Adighije's public statements emphasize commitment and collaboration. She calls for stronger partnership among stakeholders to build a more resilient power sector overall. This is significant language. It acknowledges that a direct-access programme for large consumers, however well-designed, cannot solve Nigeria's electricity crisis alone. The grid itself must improve. Distribution networks must stabilize. Generation capacity must expand. The Eligible Customer Programme is a tool for those who can access it directly; broader transformation requires systemic change.
What remains to be seen is uptake and scale. The programme is positioned as strategic, but its reach depends on how many businesses qualify, how many choose to participate, and whether NDPHC can reliably deliver on its promises of stable supply. Industrial consumers in Nigeria have heard reliability pledges before. The test will be whether this time the lights stay on.
Citas Notables
At NDPHC, we remain committed to delivering reliable electricity that drives industries, empowers communities, and fuels national progress— Jennifer Adighije, NDPHC Managing Director and CEO
Our Eligible Customer Programme gives businesses reliable, predictable electricity so they can focus on scaling operations, not power outages— Jennifer Adighije, NDPHC Managing Director and CEO
La Conversación del Hearth Otra perspectiva de la historia
Why does a power company need to create a special programme for some customers instead of just fixing the grid for everyone?
Because the grid itself is broken in ways that take years to fix—generation, transmission, distribution all need work. Meanwhile, factories are closing. So NDPHC is saying: we can offer a faster solution to the businesses that matter most to the economy, and that buys time while the bigger infrastructure work happens.
But doesn't that just create a two-tier system—reliable power for the rich, chaos for everyone else?
It does, yes. That's the tension Adighije doesn't quite name. The programme helps large industrial consumers, which is economically rational. But it doesn't solve the problem for small businesses, households, or the grid as a whole.
So what's the real incentive for NDPHC to do this?
Multiple things. It generates revenue from large, creditworthy customers who will actually pay their bills. It demonstrates that NDPHC can deliver reliable power—proof of concept. And it supports industrial growth, which is politically valuable. Everyone wins except the broader system.
Is there any indication this actually works?

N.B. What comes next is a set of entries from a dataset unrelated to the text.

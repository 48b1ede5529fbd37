use std::cell::RefCell;

#[derive(Clone, Debug, Eq, PartialEq)]
pub struct TaskScope {
    pub index: usize,
    pub id: String,
}

thread_local! {
    static CURRENT_TASK: RefCell<Option<TaskScope>> = const { RefCell::new(None) };
}

/// The task whose unit of work is being started on this thread, if any.
///
/// Only set while `Task::run` itself executes; continuations the task chains
/// later run outside the scope.
pub fn current_task() -> Option<TaskScope> {
    CURRENT_TASK.with(|slot| slot.borrow().clone())
}

pub(crate) fn with_task<R>(scope: TaskScope, operation: impl FnOnce() -> R) -> R {
    struct Restore(Option<TaskScope>);

    impl Drop for Restore {
        fn drop(&mut self) {
            let previous = self.0.take();
            CURRENT_TASK.with(|slot| *slot.borrow_mut() = previous);
        }
    }

    let _restore = Restore(CURRENT_TASK.with(|slot| slot.borrow_mut().replace(scope)));
    operation()
}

The source doesn't provide evidence of success yet. It's a pitch, not a report card. We don't know how many businesses have signed up, whether the power actually stays on, or whether it's changed anyone's investment decisions.
What would success look like?
A factory that was planning to relocate to Ghana or Cameroon decides to stay and expand in Nigeria instead. A new manufacturing plant gets built because the owner believes the power will be there. Jobs created. That's what Adighije is selling. Whether it happens is a different question.